I had a strange dream (flashback??) that has me wondering about possible preverbal abuse. I had a tough time sleeping last night. I awakened around 3:00 a.m. to use the bathroom, and I could not fall back to sleep. After about an hour, I turned on the TV in desperation and tuned to the same music channel I use to do yoga. Sure enough, that worked. I felt my body releasing a bunch of tension that I didn’t even know I had and then drifted off to sleep.
In my dream, I was a baby. I was crawling around the floor touching different items with my hands and also putting them in my mouth. This was a very vivid dream – like I was really there in that moment as a baby. This is how I tend to experience flashbacks – like I have been beamed into the past that is as real and present (if not more so) than my day-to-day life.
I noticed the feel of the diapers between my legs as I crawled around. Then, I felt someone pick me and remove my diaper. I felt an unpleasant pressure (not quite pain but an unwelcome feeling in my genitals). I screamed out repeatedly, not as I typically do as an adult in my dreams but as a baby would wail.
The dream later moved into my accompanying a friend (as an adult, not a baby) and her baby/child (it kept changing) to court where she was advocating for her baby before a judge. A friend of hers had hurt her baby, and she wanted the friend held accountable for it. Nothing happened the first time, but we went back to court a second time with her picking me up from home and driving me to court. The friend who had hurt the child gave the judge an envelope with a check in it for my friend. The judge bounced the baby on his knees.
When we tried to leave, our car was wedged between the other friend’s car in a very small parking area, and there was a bunch of baby stuff there, including a crib. The alarm went off as I was trying to find a way to move the car without damaging the baby stuff.

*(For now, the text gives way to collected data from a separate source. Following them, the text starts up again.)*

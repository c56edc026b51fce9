//! Pull batches: the blobs of one Active request, streamed as frames.

use std::pin::Pin;
use std::task::{Context, Poll};
use std::time::Instant;

use bytes::Bytes;
use futures::Stream;
use pin_project_lite::pin_project;
use tracing::{info, warn};

use terasync_core::result::AppResult;
use terasync_core::traits::storage::ByteStream;
use terasync_core::types::{RequestId, Uid};
use terasync_storage::block::{block_stream, content_length, payload_length};
use terasync_storage::{BlobHandle, CachedBlobProvider};

use crate::queue::{PullTicket, RequestQueue};

/// Blobs resolved for one pull, ready to stream.
#[derive(Debug)]
pub struct PullBatch {
    request_id: RequestId,
    completion: Option<Completion>,
    pub blobs: Vec<BlobHandle>,
    /// Hashes that could not be made available; they are left out of the
    /// stream.
    pub skipped: usize,
}

/// Resolve every hash of an Active request through the cache.
///
/// Hashes the cache cannot provide are skipped, the rest keep request
/// order. The request slot is released when the returned batch's stream
/// ends or is dropped, or immediately when the batch itself is dropped
/// unstreamed.
pub async fn prepare_pull(
    queue: &RequestQueue,
    provider: &CachedBlobProvider,
    id: &RequestId,
    owner: &Uid,
) -> AppResult<PullBatch> {
    let ticket = queue.begin_pull(id, owner)?;

    let mut blobs = Vec::with_capacity(ticket.hashes.len());
    let mut skipped = 0;
    for hash in &ticket.hashes {
        match provider.ensure(hash).await {
            Ok(blob) => blobs.push(blob),
            Err(e) => {
                warn!(request_id = %id, %hash, error = %e, "Skipping unavailable blob");
                skipped += 1;
            }
        }
    }

    let completion = Completion {
        ticket,
        queue: queue.clone(),
        provider: provider.clone(),
        files: blobs.len(),
        payload: payload_length(&blobs),
        started: Instant::now(),
        sent: 0,
    };
    Ok(PullBatch {
        request_id: *id,
        completion: Some(completion),
        blobs,
        skipped,
    })
}

impl PullBatch {
    pub fn request_id(&self) -> RequestId {
        self.request_id
    }

    /// Exact length of the framed body.
    pub fn content_length(&self) -> u64 {
        content_length(&self.blobs)
    }

    /// Stream the frames and complete the request once the stream is done.
    pub fn into_stream(mut self) -> TrackedStream {
        let blobs = std::mem::take(&mut self.blobs);
        let mut completion = self.completion.take();
        if let Some(completion) = completion.as_mut() {
            completion.started = Instant::now();
        }
        TrackedStream {
            inner: block_stream(blobs),
            completion,
        }
    }
}

impl Drop for PullBatch {
    fn drop(&mut self) {
        if let Some(completion) = self.completion.take() {
            completion.complete(false);
        }
    }
}

/// Releases the request slot exactly once.
#[derive(Debug)]
struct Completion {
    ticket: PullTicket,
    queue: RequestQueue,
    provider: CachedBlobProvider,
    files: usize,
    payload: u64,
    started: Instant,
    sent: u64,
}

impl Completion {
    fn complete(self, finished: bool) {
        // Only a stream that reached its end counts as served.
        let released = self.queue.finish(&self.ticket);
        if released && finished {
            self.provider.stats().record_request(self.payload);
        }
        let elapsed_ms = self.started.elapsed().as_millis() as u64;
        if finished {
            info!(
                request_id = %self.ticket.request_id,
                owner = %self.ticket.owner,
                files = self.files,
                bytes = self.sent,
                elapsed_ms,
                "Pull completed"
            );
        } else {
            warn!(
                request_id = %self.ticket.request_id,
                owner = %self.ticket.owner,
                files = self.files,
                bytes = self.sent,
                elapsed_ms,
                "Pull aborted before the end of the stream"
            );
        }
    }
}

pin_project! {
    /// Frame stream of a pull. Completes its request when exhausted or
    /// dropped.
    pub struct TrackedStream {
        #[pin]
        inner: ByteStream,
        completion: Option<Completion>,
    }

    impl PinnedDrop for TrackedStream {
        fn drop(this: Pin<&mut Self>) {
            if let Some(completion) = this.project().completion.take() {
                completion.complete(false);
            }
        }
    }
}

impl Stream for TrackedStream {
    type Item = Result<Bytes, std::io::Error>;

    fn poll_next(self: Pin<&mut Self>, cx: &mut Context<'_>) -> Poll<Option<Self::Item>> {
        let this = self.project();
        let polled = this.inner.poll_next(cx);
        match &polled {
            Poll::Ready(Some(Ok(chunk))) => {
                if let Some(completion) = this.completion.as_mut() {
                    completion.sent += chunk.len() as u64;
                }
            }
            Poll::Ready(None) => {
                if let Some(completion) = this.completion.take() {
                    completion.complete(true);
                }
            }
            _ => {}
        }
        polled
    }
}

#[cfg(test)]
mod tests {
    use super::*;
    use std::sync::Arc;

    use futures::{StreamExt, stream};

    use terasync_core::ErrorKind;
    use terasync_core::traits::storage::BlobStore;
    use terasync_core::types::ContentHash;
    use terasync_storage::block::block_header;
    use terasync_storage::origin::LocalOrigin;
    use terasync_storage::provider::ProviderOptions;
    use terasync_storage::{FileStatistics, LocalBlobStore};

    use crate::queue::QueueLimits;
    use crate::state::RequestState;

    fn uid(s: &str) -> Uid {
        Uid::parse(s).unwrap()
    }

    fn hash(n: u8) -> ContentHash {
        ContentHash::parse(&format!("{n:02X}").repeat(20)).unwrap()
    }

    fn payload(hash: &ContentHash) -> Vec<u8> {
        format!("contents of {hash}").into_bytes()
    }

    /// A provider whose origin holds `present`.
    async fn provider_with(present: &[ContentHash]) -> CachedBlobProvider {
        let base = std::env::temp_dir().join(format!("terasync-pull-{}", uuid::Uuid::new_v4()));
        let cold = LocalBlobStore::new(base.join("cold")).await.unwrap();
        for hash in present {
            let body: ByteStream = Box::pin(stream::iter(vec![Ok(Bytes::from(payload(hash)))]));
            cold.write_stream(hash, body).await.unwrap();
        }
        let cache = LocalBlobStore::new(base.join("cache")).await.unwrap();
        CachedBlobProvider::new(
            Arc::new(cache),
            Arc::new(LocalOrigin::new(Arc::new(cold))),
            Arc::new(FileStatistics::new()),
            ProviderOptions::default(),
        )
    }

    async fn collect(mut stream: TrackedStream) -> Vec<u8> {
        let mut out = Vec::new();
        while let Some(chunk) = stream.next().await {
            out.extend_from_slice(&chunk.unwrap());
        }
        out
    }

    fn active_request(queue: &RequestQueue, owner: &str, hashes: Vec<ContentHash>) -> RequestId {
        let id = RequestId::new();
        queue.enqueue(id, &uid(owner), hashes, false).unwrap();
        queue.promote();
        id
    }

    #[tokio::test]
    async fn test_pull_skips_missing_and_completes() {
        let hashes: Vec<ContentHash> = (1..=5).map(hash).collect();
        let provider = provider_with(&[hash(1), hash(2), hash(4), hash(5)]).await;
        let queue = RequestQueue::new(QueueLimits::new(2, 0));
        let id = active_request(&queue, "u1", hashes);

        let batch = prepare_pull(&queue, &provider, &id, &uid("u1")).await.unwrap();
        assert_eq!(batch.skipped, 1);
        assert_eq!(batch.blobs.len(), 4);
        let expected_len = batch.content_length();

        let body = collect(batch.into_stream()).await;
        assert_eq!(body.len() as u64, expected_len);

        let mut expected = Vec::new();
        for n in [1, 2, 4, 5] {
            let h = hash(n);
            let data = payload(&h);
            expected.extend_from_slice(block_header(&h, data.len() as u64).as_bytes());
            expected.extend_from_slice(&data);
        }
        assert_eq!(body, expected);

        assert!(queue.state_of(&id, &uid("u1")).is_err());
        let stats = queue.stats();
        assert_eq!(stats.active_normal, 0);
        assert_eq!(stats.completed_total, 1);
        assert_eq!(provider.stats().snapshot().requests_served, 1);
    }

    #[tokio::test]
    async fn test_dropped_stream_frees_slot() {
        let provider = provider_with(&[hash(1), hash(2)]).await;
        let queue = RequestQueue::new(QueueLimits::new(1, 0));
        let id = active_request(&queue, "u1", vec![hash(1), hash(2)]);

        let batch = prepare_pull(&queue, &provider, &id, &uid("u1")).await.unwrap();
        let mut stream = batch.into_stream();
        assert!(stream.next().await.is_some());
        drop(stream);

        assert_eq!(queue.stats().active_normal, 0);
        assert_eq!(queue.stats().completed_total, 1);
        let served = provider.stats().snapshot();
        assert_eq!(served.requests_served, 0);
        assert_eq!(served.bytes_served, 0);
    }

    #[tokio::test]
    async fn test_unstreamed_batch_is_not_counted_as_served() {
        let provider = provider_with(&[hash(1)]).await;
        let queue = RequestQueue::new(QueueLimits::new(1, 0));
        let id = active_request(&queue, "u1", vec![hash(1)]);

        let batch = prepare_pull(&queue, &provider, &id, &uid("u1")).await.unwrap();
        drop(batch);

        assert_eq!(queue.stats().active_normal, 0);
        assert_eq!(provider.stats().snapshot().requests_served, 0);
    }

    #[tokio::test]
    async fn test_pull_of_queued_request_is_rejected() {
        let provider = provider_with(&[hash(1)]).await;
        let queue = RequestQueue::new(QueueLimits::new(1, 0));
        let _blocker = active_request(&queue, "a", vec![hash(1)]);
        let waiting = RequestId::new();
        queue.enqueue(waiting, &uid("b"), vec![hash(1)], false).unwrap();

        let err = prepare_pull(&queue, &provider, &waiting, &uid("b"))
            .await
            .unwrap_err();
        assert_eq!(err.kind, ErrorKind::AdmissionRejected);
        assert_eq!(queue.state_of(&waiting, &uid("b")).unwrap(), RequestState::Queued);
    }
}
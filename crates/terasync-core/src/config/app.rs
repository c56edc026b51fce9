//! Server and CORS configuration.

use serde::{Deserialize, Serialize};

/// Which half of the system this process serves.
#[derive(Debug, Clone, Copy, PartialEq, Eq, Serialize, Deserialize)]
#[serde(rename_all = "lowercase")]
pub enum ServerRole {
    /// Hub, presence, groups, and the file distribution endpoints.
    Main,
    /// File distribution endpoints only; readiness is forwarded to a main server.
    Distribution,
}

/// HTTP server configuration.
#[derive(Debug, Clone, Serialize, Deserialize)]
pub struct ServerConfig {
    /// Bind address.
    #[serde(default = "default_host")]
    pub host: String,
    /// Bind port.
    #[serde(default = "default_port")]
    pub port: u16,
    /// Process role.
    #[serde(default = "default_role")]
    pub role: ServerRole,
    /// Address clients use to reach the file distribution endpoints.
    #[serde(default = "default_public_url")]
    pub public_url: String,
    /// Maximum request body size in bytes.
    #[serde(default = "default_body_limit")]
    pub body_limit_bytes: usize,
    /// Graceful shutdown timeout in seconds.
    #[serde(default = "default_shutdown_grace")]
    pub shutdown_grace_seconds: u64,
    /// CORS configuration.
    #[serde(default)]
    pub cors: CorsConfig,
}

impl Default for ServerConfig {
    fn default() -> Self {
        Self {
            host: default_host(),
            port: default_port(),
            role: default_role(),
            public_url: default_public_url(),
            body_limit_bytes: default_body_limit(),
            shutdown_grace_seconds: default_shutdown_grace(),
            cors: CorsConfig::default(),
        }
    }
}

/// CORS configuration.
#[derive(Debug, Clone, Serialize, Deserialize, Default)]
pub struct CorsConfig {
    /// Allowed origins. Empty means any origin.
    #[serde(default)]
    pub allowed_origins: Vec<String>,
}

fn default_host() -> String {
    "0.0.0.0".to_string()
}

fn default_port() -> u16 {
    6000
}

fn default_role() -> ServerRole {
    ServerRole::Main
}

fn default_public_url() -> String {
    "http://localhost:6000".to_string()
}

fn default_body_limit() -> usize {
    2 * 1024 * 1024
}

fn default_shutdown_grace() -> u64 {
    10
}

All of this has me considering the possibility that I also suffered from preverbal abuse. The earliest flashback I have experienced before this is as a toddler. I was around 18 months old, and my mother hurt me as she changed my diaper. I also have a memory of my mother hurting my sister at 18 months old, so I assumed that was the “magic age” that my mother started her abuse for both of us. However, it is entirely possible that the abuse started sooner. And, if it did, I know that healing from preverbal abuse is a completely different animal when it comes to healing from it.
While I am open to the possibility, I am certainly not “looking” for it. I trust that, if this is my truth, that part of myself will continue to come out looking for healing as I am ready to heal it.
Photo credit: Lynda Bernhardt






I have pre-verbal memories and memories in the womb. They are of a different quality. I use the term non-verbal. When I have these memories I see things and there is not yet a word for them. I see them in video with audio and photographic memory. There not a word for warm or cold or even warm or cold there is only wanting something different, same with hunger.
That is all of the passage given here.